Brass tacks. He’s 25, he’s been in inter-county football for just over two years and he knows the clock doesn’t go backwards. At best, he probably has another five seasons in him after this one. He has adapted his life accordingly.
Intercounty football
“I suppose that shows where your priority lies. My priority is football. Everything else can kind of come behind it for now. That’s how I’m looking at it. The year I came back, 2016, that was the year that really brought it home to me how you should live if you want to play intercounty football. When I was in England, I was always kind of rolling my eyes at GAA players saying the commitment was ridiculous and whatever else.
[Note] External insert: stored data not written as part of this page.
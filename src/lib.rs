// Splitting a coach/student graph into two groups while keeping as many relationships as
// possible inside a single group. Oversized components are split with Kernighan-Lin:
// https://en.wikipedia.org/wiki/Kernighan%E2%80%93Lin_algorithm

mod bisection;
mod components;
mod error;
mod generator;
mod limited;
mod partition_util;
mod registry;
mod serialize;

pub use bisection::{Bisection, KernighanLinConfig};
pub use components::Component;
pub use error::{InfectionError, Result};
pub use generator::GeneratorConfig;
pub use limited::{Amount, LimitedInfection, LimitedInfectionConfig, ParseAmountError};
pub use registry::UidRegistry;
pub use serialize::{save_infected, write_infected};

use std::collections::{BTreeMap, BTreeSet};
use std::sync::Arc;

pub type UserId = u64;

#[derive(Clone, Debug, PartialEq, Eq)]
pub struct User {
    uid: UserId,
    students: BTreeSet<UserId>,
    coaches: BTreeSet<UserId>,
}

impl User {
    fn new(uid: UserId) -> Self {
        Self {
            uid,
            students: BTreeSet::new(),
            coaches: BTreeSet::new(),
        }
    }

    pub fn uid(&self) -> UserId {
        self.uid
    }

    pub fn students(&self) -> &BTreeSet<UserId> {
        &self.students
    }

    pub fn coaches(&self) -> &BTreeSet<UserId> {
        &self.coaches
    }

    /// Coaches and students in ascending order, each listed once even if it is both.
    pub fn neighbours(&self) -> impl Iterator<Item = UserId> + '_ {
        self.students.union(&self.coaches).copied()
    }
}

/// Arena of users keyed by uid. Relationships are stored as uid sets on both endpoints.
#[derive(Debug)]
pub struct Graph {
    users: BTreeMap<UserId, User>,
    registry: Arc<UidRegistry>,
}

impl Default for Graph {
    fn default() -> Self {
        Self::new()
    }
}

impl Graph {
    pub fn new() -> Self {
        Self::with_registry(Arc::new(UidRegistry::new()))
    }

    /// Creates an empty graph whose uids are checked against a registry shared with other graphs.
    pub fn with_registry(registry: Arc<UidRegistry>) -> Self {
        Self {
            users: BTreeMap::new(),
            registry,
        }
    }

    pub fn registry(&self) -> &Arc<UidRegistry> {
        &self.registry
    }

    pub fn add_user(&mut self, uid: UserId) -> Result<()> {
        self.registry.register(uid)?;
        self.users.insert(uid, User::new(uid));
        Ok(())
    }

    pub(crate) fn ensure_user(&mut self, uid: UserId) -> Result<()> {
        if self.contains(uid) {
            Ok(())
        } else {
            self.add_user(uid)
        }
    }

    /// Adds students to `coach` and registers `coach` as a coach of each of them.
    /// Nothing is linked if any of the users is unknown.
    pub fn add_students<I>(&mut self, coach: UserId, students: I) -> Result<()>
    where
        I: IntoIterator<Item = UserId>,
    {
        let students = self.known_users(students)?;
        self.check_known(coach)?;
        for student in students {
            self.link(coach, student);
        }
        Ok(())
    }

    /// Adds coaches to `student` and registers `student` as a student of each of them.
    pub fn add_coaches<I>(&mut self, student: UserId, coaches: I) -> Result<()>
    where
        I: IntoIterator<Item = UserId>,
    {
        let coaches = self.known_users(coaches)?;
        self.check_known(student)?;
        for coach in coaches {
            self.link(coach, student);
        }
        Ok(())
    }

    fn known_users<I>(&self, uids: I) -> Result<Vec<UserId>>
    where
        I: IntoIterator<Item = UserId>,
    {
        uids.into_iter()
            .map(|uid| self.check_known(uid).map(|_| uid))
            .collect()
    }

    fn check_known(&self, uid: UserId) -> Result<()> {
        if self.contains(uid) {
            Ok(())
        } else {
            Err(InfectionError::UnknownUser(uid))
        }
    }

    fn link(&mut self, coach: UserId, student: UserId) {
        if coach == student {
            log::warn!("ignoring user {coach} coaching themselves");
            return;
        }
        if let Some(user) = self.users.get_mut(&coach) {
            user.students.insert(student);
        }
        if let Some(user) = self.users.get_mut(&student) {
            user.coaches.insert(coach);
        }
    }

    /// Removes every user and releases their uids, in order to create a new group of users.
    /// Uids held by other graphs sharing the registry stay taken.
    pub fn clear_users(&mut self) {
        self.registry.release(self.users.keys().copied());
        self.users.clear();
    }

    pub fn user(&self, uid: UserId) -> Option<&User> {
        self.users.get(&uid)
    }

    pub fn users(&self) -> impl Iterator<Item = &User> + '_ {
        self.users.values()
    }

    pub fn uids(&self) -> impl Iterator<Item = UserId> + '_ {
        self.users.keys().copied()
    }

    pub fn contains(&self, uid: UserId) -> bool {
        self.users.contains_key(&uid)
    }

    pub fn len(&self) -> usize {
        self.users.len()
    }

    pub fn is_empty(&self) -> bool {
        self.users.is_empty()
    }

    /// Coaches and students of `uid`.
    pub fn neighbours(&self, uid: UserId) -> Result<BTreeSet<UserId>> {
        self.users
            .get(&uid)
            .map(|user| user.neighbours().collect())
            .ok_or(InfectionError::UnknownUser(uid))
    }

    pub fn are_connected(&self, a: UserId, b: UserId) -> bool {
        self.users
            .get(&a)
            .map_or(false, |user| user.students.contains(&b) || user.coaches.contains(&b))
    }

    /// Returns the number of related pairs of users with exactly one infected party.
    pub fn count_conflicts(&self, infected: &BTreeSet<UserId>) -> usize {
        // Each pair is counted from its lower uid, even if both coach each other.
        self.users
            .values()
            .flat_map(|user| {
                user.neighbours()
                    .filter(move |n| *n > user.uid)
                    .map(move |n| (user.uid, n))
            })
            .filter(|(a, b)| infected.contains(a) != infected.contains(b))
            .count()
    }
}

impl Drop for Graph {
    fn drop(&mut self) {
        self.registry.release(self.users.keys().copied());
    }
}


#[cfg(test)]
mod tests {
    use super::*;

    #[test]
    fn relationships_are_symmetric() {
        let graph = fixtures::example_small();
        for user in graph.users() {
            for student in user.students() {
                assert!(graph.user(*student).unwrap().coaches().contains(&user.uid()));
            }
            for coach in user.coaches() {
                assert!(graph.user(*coach).unwrap().students().contains(&user.uid()));
            }
        }
    }

    #[test]
    fn add_coaches_mirrors_add_students() {
        let mut graph = Graph::new();
        graph.add_user(1).unwrap();
        graph.add_user(2).unwrap();
        graph.add_coaches(2, [1]).unwrap();

        assert!(graph.user(1).unwrap().students().contains(&2));
        assert!(graph.are_connected(2, 1));
    }

    #[test]
    fn unknown_student_links_nothing() {
        let mut graph = Graph::new();
        graph.add_user(1).unwrap();
        graph.add_user(2).unwrap();

        let err = graph.add_students(1, [2, 5]).unwrap_err();
        assert!(matches!(err, InfectionError::UnknownUser(5)));
        assert!(graph.user(1).unwrap().students().is_empty());
    }

    #[test]
    fn duplicate_user_keeps_existing_one() {
        let mut graph = Graph::new();
        graph.add_user(1).unwrap();
        graph.add_user(2).unwrap();
        graph.add_students(1, [2]).unwrap();

        assert!(matches!(
            graph.add_user(1),
            Err(InfectionError::DuplicateIdentifier(1))
        ));
        assert!(graph.are_connected(1, 2));
    }

    #[test]
    fn shared_registry_spans_graphs() {
        let registry = Arc::new(UidRegistry::new());
        let mut first = Graph::with_registry(registry.clone());
        let mut second = Graph::with_registry(registry.clone());
        first.add_user(1).unwrap();
        second.add_user(2).unwrap();

        assert!(second.add_user(1).is_err());

        first.clear_users();
        assert!(first.is_empty());
        assert!(matches!(
            first.add_user(2),
            Err(InfectionError::DuplicateIdentifier(2))
        ));
        assert!(second.contains(2));

        second.add_user(1).unwrap();
        assert_eq!(registry.len(), 2);
    }

    #[test]
    fn dropped_graph_releases_its_uids() {
        let registry = Arc::new(UidRegistry::new());
        let mut kept = Graph::with_registry(registry.clone());
        kept.add_user(1).unwrap();
        {
            let mut dropped = Graph::with_registry(registry.clone());
            dropped.add_user(2).unwrap();
        }
        assert_eq!(registry.len(), 1);
        kept.add_user(2).unwrap();
    }

    #[test]
    fn graph_neighbours() {
        let graph = fixtures::example_small();
        assert_eq!(graph.neighbours(2).unwrap(), BTreeSet::from([0, 1, 3]));
        assert!(graph.neighbours(9).unwrap().is_empty());
        assert!(matches!(
            graph.neighbours(42),
            Err(InfectionError::UnknownUser(42))
        ));
    }

    #[test]
    fn self_link_is_ignored() {
        let mut graph = Graph::new();
        graph.add_user(1).unwrap();
        graph.add_students(1, [1]).unwrap();
        assert!(graph.user(1).unwrap().neighbours().next().is_none());
    }

    #[test]
    fn conflicts_count_each_relationship_once() {
        let graph = fixtures::example_small();
        assert_eq!(graph.count_conflicts(&BTreeSet::from([0, 1, 2, 3])), 0);
        // 0 has coach 2 and student 3.
        assert_eq!(graph.count_conflicts(&BTreeSet::from([0])), 2);
        assert_eq!(graph.count_conflicts(&BTreeSet::from([9, 0])), 2);
    }

    #[test]
    fn mutual_coaching_is_one_conflict() {
        let mut graph = Graph::new();
        graph.add_user(1).unwrap();
        graph.add_user(2).unwrap();
        graph.add_students(1, [2]).unwrap();
        graph.add_students(2, [1]).unwrap();
        assert_eq!(graph.count_conflicts(&BTreeSet::from([1])), 1);
    }
}
use crate::{InfectionError, Result, UserId};
use parking_lot::Mutex;
use std::collections::HashSet;

/// Set of every uid handed out so far.
///
/// A graph owns one by default. Several graphs can share one through an `Arc` so that an
/// identifier is never issued twice among them, even when users are created from several threads.
#[derive(Debug, Default)]
pub struct UidRegistry {
    uids: Mutex<HashSet<UserId>>,
}

impl UidRegistry {
    pub fn new() -> Self {
        Self::default()
    }

    /// Claims `uid`, failing if it was claimed before and not released by [`UidRegistry::reset`].
    pub fn register(&self, uid: UserId) -> Result<()> {
        if self.uids.lock().insert(uid) {
            Ok(())
        } else {
            Err(InfectionError::DuplicateIdentifier(uid))
        }
    }

    pub fn contains(&self, uid: UserId) -> bool {
        self.uids.lock().contains(&uid)
    }

    pub fn len(&self) -> usize {
        self.uids.lock().len()
    }

    pub fn is_empty(&self) -> bool {
        self.uids.lock().is_empty()
    }

    /// Returns `uids` to the registry so they can be issued again.
    pub fn release<I>(&self, uids: I)
    where
        I: IntoIterator<Item = UserId>,
    {
        let mut issued = self.uids.lock();
        for uid in uids {
            issued.remove(&uid);
        }
    }

    /// Forgets all uids so a new group of users can be created.
    pub fn reset(&self) {
        self.uids.lock().clear();
    }
}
“I’d hear lads saying you can’t have a drink and you can’t eat bad food and you can’t enjoy yourself and in my head I’d be going, ‘Ah, I bet you can, like.’ But I don’t think you can, in all honesty. That year confirmed to me what commitment is needed, what it takes to be at the top level. It takes ultra, ultra-commitment. There’s nobody I’ve spoken to who has achieved a lot who doesn’t have it as their absolute number one priority.
“When you ask yourself what, deep down, you want to happen by the end of the year and when you include all the things in your life in that, if you really ask yourself the question, then you have to go with the answer. And for me, the answer was and is success on the GAA field. It’s that rather than have a full-time job or whatever else it might be. When that is your number one goal, you have to put everything towards it.”
In the end, that’s what coming home was about. Digging to unearth the best of himself. How happy for Kildare that this was the Kevin Feely he found.